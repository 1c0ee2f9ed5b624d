//! WebSocket change feed.
//!
//! Push-only: clients connect and receive `{type, task}` messages for every
//! committed mutation. Missed messages are not replayed; on reconnect a
//! client must re-fetch `GET /api/tasks` to resynchronize. A plain HTTP
//! `GET /health` on the same port answers a JSON status document so liveness
//! checks need no WS library.

pub mod event;

use crate::AppContext;
use anyhow::Result;
use futures_util::{SinkExt, StreamExt};
use std::sync::Arc;
use tokio::net::TcpListener;
use tokio_tungstenite::{accept_async, tungstenite::Message};
use tracing::{debug, error, info, warn};

pub async fn run(ctx: Arc<AppContext>) -> Result<()> {
    let addr = format!("{}:{}", ctx.config.bind_address, ctx.config.port);
    let listener = TcpListener::bind(&addr).await?;
    info!(addr = %addr, "change feed listening (WebSocket + HTTP health on same port)");

    // Graceful shutdown: resolve on SIGTERM (Unix) or Ctrl-C (all platforms).
    // Pinned so we can use it in the select! loop without moving.
    let shutdown = make_shutdown_future();
    tokio::pin!(shutdown);

    loop {
        tokio::select! {
            biased;

            _ = &mut shutdown => {
                info!("shutdown signal received, stopping change feed");
                break;
            }

            conn = listener.accept() => {
                let (stream, peer) = match conn {
                    Ok(c) => c,
                    Err(e) => {
                        error!(err = %e, "accept error");
                        continue;
                    }
                };
                debug!(peer = %peer, "new connection");
                let ctx = ctx.clone();
                tokio::spawn(async move {
                    if let Err(e) = handle_connection(stream, ctx).await {
                        warn!(peer = %peer, err = %e, "connection error");
                    }
                });
            }
        }
    }

    info!("change feed stopped");
    Ok(())
}

/// Respond to an HTTP `GET /health` request with a JSON status document.
async fn handle_health_check(mut stream: tokio::net::TcpStream, ctx: &AppContext) -> Result<()> {
    use tokio::io::{AsyncReadExt, AsyncWriteExt};

    // Consume the request (we don't inspect it; any GET /health is fine).
    let mut req_buf = vec![0u8; 2048];
    let _ = stream.read(&mut req_buf).await;

    let uptime_secs = ctx.started_at.elapsed().as_secs();
    let body = serde_json::json!({
        "status": "ok",
        "version": env!("CARGO_PKG_VERSION"),
        "uptime": uptime_secs,
        "connections": ctx.broadcaster.connections(),
        "port": ctx.config.port,
    });
    let body_str = body.to_string();
    let response = format!(
        "HTTP/1.1 200 OK\r\nContent-Type: application/json\r\nContent-Length: {}\r\nConnection: close\r\n\r\n{}",
        body_str.len(),
        body_str
    );
    stream.write_all(response.as_bytes()).await?;
    Ok(())
}

/// Returns a future that resolves when a shutdown signal is received.
///
/// On Unix we listen for SIGTERM *and* Ctrl-C.
/// On other platforms we listen for Ctrl-C only.
async fn make_shutdown_future() {
    #[cfg(unix)]
    {
        use tokio::signal::unix::{signal, SignalKind};
        let mut sigterm = signal(SignalKind::terminate()).expect("failed to register SIGTERM");
        tokio::select! {
            _ = tokio::signal::ctrl_c() => {}
            _ = sigterm.recv() => {}
        }
    }
    #[cfg(not(unix))]
    {
        tokio::signal::ctrl_c().await.ok();
    }
}

async fn handle_connection(stream: tokio::net::TcpStream, ctx: Arc<AppContext>) -> Result<()> {
    // Peek at the first bytes to distinguish HTTP health checks from WebSocket
    // upgrades; both share the port. All other GET requests (including WS
    // upgrades) fall through to the handshake as normal.
    let mut peek_buf = [0u8; 12];
    let n = stream.peek(&mut peek_buf).await.unwrap_or(0);
    if n >= 11 && &peek_buf[..11] == b"GET /health" {
        return handle_health_check(stream, &ctx).await;
    }

    let ws = accept_async(stream).await?;
    let (mut sink, mut stream) = ws.split();

    // Subscribing registers this connection with the broadcaster; dropping
    // the receiver when the task ends deregisters it.
    let mut broadcast_rx = ctx.broadcaster.subscribe();

    loop {
        tokio::select! {
            // The feed is push-only, but we still answer pings and drain
            // whatever the client sends so the socket stays healthy.
            msg = stream.next() => {
                match msg {
                    Some(Ok(Message::Ping(data))) => {
                        let _ = sink.send(Message::Pong(data)).await;
                    }
                    Some(Ok(Message::Close(_))) | None => break,
                    Some(Err(e)) => {
                        warn!(err = %e, "ws error");
                        break;
                    }
                    _ => {}
                }
            }
            // Outgoing change event
            event = broadcast_rx.recv() => {
                match event {
                    Ok(json) => {
                        if let Err(e) = sink.send(Message::Text(json)).await {
                            warn!(err = %e, "broadcast send error");
                            break;
                        }
                    }
                    Err(tokio::sync::broadcast::error::RecvError::Closed) => break,
                    Err(tokio::sync::broadcast::error::RecvError::Lagged(n)) => {
                        // At-most-once, best-effort: the client resyncs via
                        // a full list fetch if it cares.
                        warn!(skipped = n, "broadcast lagged");
                    }
                }
            }
        }
    }
    Ok(())
}
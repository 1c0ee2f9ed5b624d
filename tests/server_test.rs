//! Integration tests for the boardd daemon.
//! Spins up a real daemon on free ports and drives it over HTTP + WebSocket.

use std::sync::Arc;

use boardd::{
    client::{remote::BoardClient, remote::EventFeed, remote::MoveOutcome, ClientCache},
    config::BoardConfig,
    order::{DropTarget, MoveRequest},
    store::Task,
    ws::event::ChangeKind,
    AppContext,
};
use serde_json::json;

/// Start a daemon on random free ports and return its context.
async fn start_test_daemon() -> Arc<AppContext> {
    let data_dir = tempfile::tempdir().unwrap().keep();
    let ws_port = get_free_port();
    let rest_port = get_free_port();

    let config = BoardConfig::new(
        Some(ws_port),
        Some(rest_port),
        Some(data_dir),
        Some("warn".to_string()),
        None,
    );
    let ctx = Arc::new(AppContext::new(config).await.unwrap());

    let rest_ctx = ctx.clone();
    tokio::spawn(async move {
        boardd::rest::run(rest_ctx).await.ok();
    });
    let ws_ctx = ctx.clone();
    tokio::spawn(async move {
        boardd::ws::run(ws_ctx).await.ok();
    });

    // Give the servers a moment to bind
    tokio::time::sleep(std::time::Duration::from_millis(100)).await;
    ctx
}

fn get_free_port() -> u16 {
    let listener = std::net::TcpListener::bind("127.0.0.1:0").unwrap();
    listener.local_addr().unwrap().port()
}

async fn post_task(rest_port: u16, body: serde_json::Value) -> Task {
    let resp = reqwest::Client::new()
        .post(format!("http://127.0.0.1:{rest_port}/api/tasks"))
        .json(&body)
        .send()
        .await
        .unwrap();
    assert_eq!(resp.status(), reqwest::StatusCode::CREATED);
    resp.json().await.unwrap()
}

#[tokio::test]
async fn crud_round_trip_over_http() {
    let ctx = start_test_daemon().await;
    let port = ctx.config.rest_port;
    let http = reqwest::Client::new();

    let created = post_task(port, json!({ "title": "ship it", "order": 10_000.0 })).await;
    assert_eq!(created.section, "Triage");
    assert_eq!(created.order, 10_000.0);

    // Listed with the same order key it was created with.
    let listed: Vec<Task> = http
        .get(format!("http://127.0.0.1:{port}/api/tasks"))
        .send()
        .await
        .unwrap()
        .json()
        .await
        .unwrap();
    assert_eq!(listed.len(), 1);
    assert_eq!(listed[0].order, 10_000.0);

    let patched: Task = http
        .patch(format!("http://127.0.0.1:{port}/api/tasks/{}", created.id))
        .json(&json!({ "title": "ship it twice", "completed": true }))
        .send()
        .await
        .unwrap()
        .error_for_status()
        .unwrap()
        .json()
        .await
        .unwrap();
    assert_eq!(patched.title, "ship it twice");
    assert!(patched.completed);
    assert_eq!(patched.order, 10_000.0);

    let deleted: Task = http
        .delete(format!("http://127.0.0.1:{port}/api/tasks/{}", created.id))
        .send()
        .await
        .unwrap()
        .json()
        .await
        .unwrap();
    assert_eq!(deleted.id, created.id);

    // Gone now: both mutation routes answer 404.
    let resp = http
        .patch(format!("http://127.0.0.1:{port}/api/tasks/{}", created.id))
        .json(&json!({ "completed": false }))
        .send()
        .await
        .unwrap();
    assert_eq!(resp.status(), reqwest::StatusCode::NOT_FOUND);
    let resp = http
        .delete(format!("http://127.0.0.1:{port}/api/tasks/{}", created.id))
        .send()
        .await
        .unwrap();
    assert_eq!(resp.status(), reqwest::StatusCode::NOT_FOUND);
}

#[tokio::test]
async fn malformed_fields_answer_400() {
    let ctx = start_test_daemon().await;
    let port = ctx.config.rest_port;
    let http = reqwest::Client::new();

    let resp = http
        .post(format!("http://127.0.0.1:{port}/api/tasks"))
        .json(&json!({ "title": "bad", "section": "Z", "order": 1.0 }))
        .send()
        .await
        .unwrap();
    assert_eq!(resp.status(), reqwest::StatusCode::BAD_REQUEST);

    let created = post_task(port, json!({ "title": "dated", "order": 1.0 })).await;
    let resp = http
        .patch(format!("http://127.0.0.1:{port}/api/tasks/{}", created.id))
        .json(&json!({ "revisitDate": "not-a-date" }))
        .send()
        .await
        .unwrap();
    assert_eq!(resp.status(), reqwest::StatusCode::BAD_REQUEST);
}

#[tokio::test]
async fn every_connected_client_receives_each_broadcast() {
    let ctx = start_test_daemon().await;

    let mut feed_a = EventFeed::connect(ctx.config.port).await.unwrap();
    let mut feed_b = EventFeed::connect(ctx.config.port).await.unwrap();

    let created = post_task(
        ctx.config.rest_port,
        json!({ "title": "broadcast me", "order": 10_000.0 }),
    )
    .await;

    // Both subscribers, the originator's own feed included, see the commit.
    for feed in [&mut feed_a, &mut feed_b] {
        let event = tokio::time::timeout(std::time::Duration::from_secs(2), feed.next_event())
            .await
            .expect("broadcast timed out")
            .unwrap()
            .expect("feed closed");
        assert_eq!(event.kind, ChangeKind::Create);
        assert_eq!(event.task.id, created.id);
        assert_eq!(event.task.title, "broadcast me");
    }
}

#[tokio::test]
async fn second_client_cache_converges_via_broadcasts() {
    let ctx = start_test_daemon().await;
    let client = BoardClient::new(ctx.config.rest_port);

    // Client B mirrors the board purely from the feed.
    let mut feed = EventFeed::connect(ctx.config.port).await.unwrap();
    let mut mirror = ClientCache::new();
    mirror.replace_all(client.fetch_tasks().await.unwrap());

    let a = client.add_task("first", boardd::store::Section::Triage).await.unwrap();
    let b = client.add_task("second", boardd::store::Section::Triage).await.unwrap();
    client.delete_task(a.id).await.unwrap();

    for _ in 0..3 {
        let event = tokio::time::timeout(std::time::Duration::from_secs(2), feed.next_event())
            .await
            .expect("broadcast timed out")
            .unwrap()
            .expect("feed closed");
        mirror.apply_event(&event);
    }

    let tasks = mirror.tasks();
    assert_eq!(tasks.len(), 1);
    assert_eq!(tasks[0].id, b.id);
    assert_eq!(tasks[0].order, 20_000.0);
}

#[tokio::test]
async fn drag_before_first_halves_the_key_end_to_end() {
    let ctx = start_test_daemon().await;
    let client = BoardClient::new(ctx.config.rest_port);

    // Empty Triage: A appends at 10000, B at 20000.
    let a = client.add_task("A", boardd::store::Section::Triage).await.unwrap();
    let b = client.add_task("B", boardd::store::Section::Triage).await.unwrap();
    assert_eq!(a.order, 10_000.0);
    assert_eq!(b.order, 20_000.0);

    let mut cache = ClientCache::new();
    cache.replace_all(client.fetch_tasks().await.unwrap());

    let outcome = client
        .move_task(
            &mut cache,
            &MoveRequest {
                task_id: b.id,
                section: "Triage".to_string(),
                target: DropTarget::OnTask(a.id),
            },
        )
        .await
        .unwrap();

    match outcome {
        MoveOutcome::Committed(tasks) => {
            assert_eq!(tasks.len(), 1);
            assert_eq!(tasks[0].order, 5_000.0);
        }
        MoveOutcome::Resynced { .. } => panic!("single-key move should commit"),
    }

    // Server truth: B before A, A's key untouched.
    let listed = client.fetch_tasks().await.unwrap();
    let ids: Vec<i64> = listed.iter().map(|t| t.id).collect();
    assert_eq!(ids, vec![b.id, a.id]);
    assert_eq!(listed.iter().find(|t| t.id == a.id).unwrap().order, 10_000.0);
}

#[tokio::test]
async fn exhausted_midpoint_renormalizes_the_whole_section() {
    let ctx = start_test_daemon().await;
    let client = BoardClient::new(ctx.config.rest_port);

    // Two keys one ULP apart leave no representable midpoint.
    let low = 1_000.0f64;
    let high = f64::from_bits(low.to_bits() + 1);
    let t1 = post_task(ctx.config.rest_port, json!({ "title": "one", "section": "A", "order": low })).await;
    let t2 = post_task(ctx.config.rest_port, json!({ "title": "two", "section": "A", "order": high })).await;
    let mover = post_task(ctx.config.rest_port, json!({ "title": "wedge", "order": 1.0 })).await;

    let mut cache = ClientCache::new();
    cache.replace_all(client.fetch_tasks().await.unwrap());

    let outcome = client
        .move_task(
            &mut cache,
            &MoveRequest {
                task_id: mover.id,
                section: "A".to_string(),
                target: DropTarget::AtIndex(1),
            },
        )
        .await
        .unwrap();

    let committed = match outcome {
        MoveOutcome::Committed(tasks) => tasks,
        MoveOutcome::Resynced { .. } => panic!("renormalization batch should commit"),
    };
    assert_eq!(committed.len(), 3, "every task in the section is re-keyed");

    // Relative sequence preserved, keys re-spaced to even GAP multiples.
    let section_a: Vec<Task> = client
        .fetch_tasks()
        .await
        .unwrap()
        .into_iter()
        .filter(|t| t.section == "A")
        .collect();
    let ids: Vec<i64> = section_a.iter().map(|t| t.id).collect();
    let orders: Vec<f64> = section_a.iter().map(|t| t.order).collect();
    assert_eq!(ids, vec![t1.id, mover.id, t2.id]);
    assert_eq!(orders, vec![10_000.0, 20_000.0, 30_000.0]);
}

#[tokio::test]
async fn failed_move_rolls_the_cache_back_to_its_snapshot() {
    let ctx = start_test_daemon().await;
    let client = BoardClient::new(ctx.config.rest_port);
    client.add_task("stable", boardd::store::Section::Triage).await.unwrap();
    let x = client.add_task("X", boardd::store::Section::Triage).await.unwrap();

    let mut cache = ClientCache::new();
    cache.replace_all(client.fetch_tasks().await.unwrap());
    let before = cache.tasks();

    // A client pointed at a dead port: the PATCH fails, and so does the
    // resync fetch; the rolled-back snapshot is all it has.
    let dead = BoardClient::new(get_free_port());
    let err = dead
        .move_task(
            &mut cache,
            &MoveRequest {
                task_id: x.id,
                section: "A".to_string(),
                target: DropTarget::End,
            },
        )
        .await;
    assert!(err.is_err());
    assert_eq!(cache.tasks(), before, "cache must match its pre-move snapshot");

    // Server state was never touched either.
    let listed = client.fetch_tasks().await.unwrap();
    assert!(listed.iter().all(|t| t.section == "Triage"));
}

#[tokio::test]
async fn invalid_move_never_reaches_the_wire() {
    let ctx = start_test_daemon().await;
    let client = BoardClient::new(ctx.config.rest_port);
    let t = client.add_task("only", boardd::store::Section::Triage).await.unwrap();

    let mut cache = ClientCache::new();
    cache.replace_all(client.fetch_tasks().await.unwrap());
    let before = cache.tasks();

    let err = client
        .move_task(
            &mut cache,
            &MoveRequest {
                task_id: t.id,
                section: "NotASection".to_string(),
                target: DropTarget::End,
            },
        )
        .await;
    assert!(err.is_err());
    assert_eq!(cache.tasks(), before, "invalid move leaves state untouched");
}

#[tokio::test]
async fn health_answers_on_both_ports() {
    let ctx = start_test_daemon().await;
    let http = reqwest::Client::new();

    let rest: serde_json::Value = http
        .get(format!("http://127.0.0.1:{}/api/health", ctx.config.rest_port))
        .send()
        .await
        .unwrap()
        .json()
        .await
        .unwrap();
    assert_eq!(rest["status"], "ok");

    // Plain HTTP health on the WebSocket port (first-bytes peek).
    let ws: serde_json::Value = http
        .get(format!("http://127.0.0.1:{}/health", ctx.config.port))
        .send()
        .await
        .unwrap()
        .json()
        .await
        .unwrap();
    assert_eq!(ws["status"], "ok");
    assert_eq!(ws["port"], ctx.config.port);
}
=-=-=
◆ WORK REQUIRED: Both the line containing "let rest_ctx = ctx.clone();" and the line containing "assert_eq!(deleted.id, created.id);" belong in the answer. Print them and every line above that falls between them exactly, and no others.

◆ ANSWER BOX:
    let rest_ctx = ctx.clone();
    tokio::spawn(async move {
        boardd::rest::run(rest_ctx).await.ok();
    });
    let ws_ctx = ctx.clone();
    tokio::spawn(async move {
        boardd::ws::run(ws_ctx).await.ok();
    });

    // Give the servers a moment to bind
    tokio::time::sleep(std::time::Duration::from_millis(100)).await;
    ctx
}

fn get_free_port() -> u16 {
    let listener = std::net::TcpListener::bind("127.0.0.1:0").unwrap();
    listener.local_addr().unwrap().port()
}

async fn post_task(rest_port: u16, body: serde_json::Value) -> Task {
    let resp = reqwest::Client::new()
        .post(format!("http://127.0.0.1:{rest_port}/api/tasks"))
        .json(&body)
        .send()
        .await
        .unwrap();
    assert_eq!(resp.status(), reqwest::StatusCode::CREATED);
    resp.json().await.unwrap()
}

#[tokio::test]
async fn crud_round_trip_over_http() {
    let ctx = start_test_daemon().await;
    let port = ctx.config.rest_port;
    let http = reqwest::Client::new();

    let created = post_task(port, json!({ "title": "ship it", "order": 10_000.0 })).await;
    assert_eq!(created.section, "Triage");
    assert_eq!(created.order, 10_000.0);

    // Listed with the same order key it was created with.
    let listed: Vec<Task> = http
        .get(format!("http://127.0.0.1:{port}/api/tasks"))
        .send()
        .await
        .unwrap()
        .json()
        .await
        .unwrap();
    assert_eq!(listed.len(), 1);
    assert_eq!(listed[0].order, 10_000.0);

    let patched: Task = http
        .patch(format!("http://127.0.0.1:{port}/api/tasks/{}", created.id))
        .json(&json!({ "title": "ship it twice", "completed": true }))
        .send()
        .await
        .unwrap()
        .error_for_status()
        .unwrap()
        .json()
        .await
        .unwrap();
    assert_eq!(patched.title, "ship it twice");
    assert!(patched.completed);
    assert_eq!(patched.order, 10_000.0);

    let deleted: Task = http
        .delete(format!("http://127.0.0.1:{port}/api/tasks/{}", created.id))
        .send()
        .await
        .unwrap()
        .json()
        .await
        .unwrap();
    assert_eq!(deleted.id, created.id);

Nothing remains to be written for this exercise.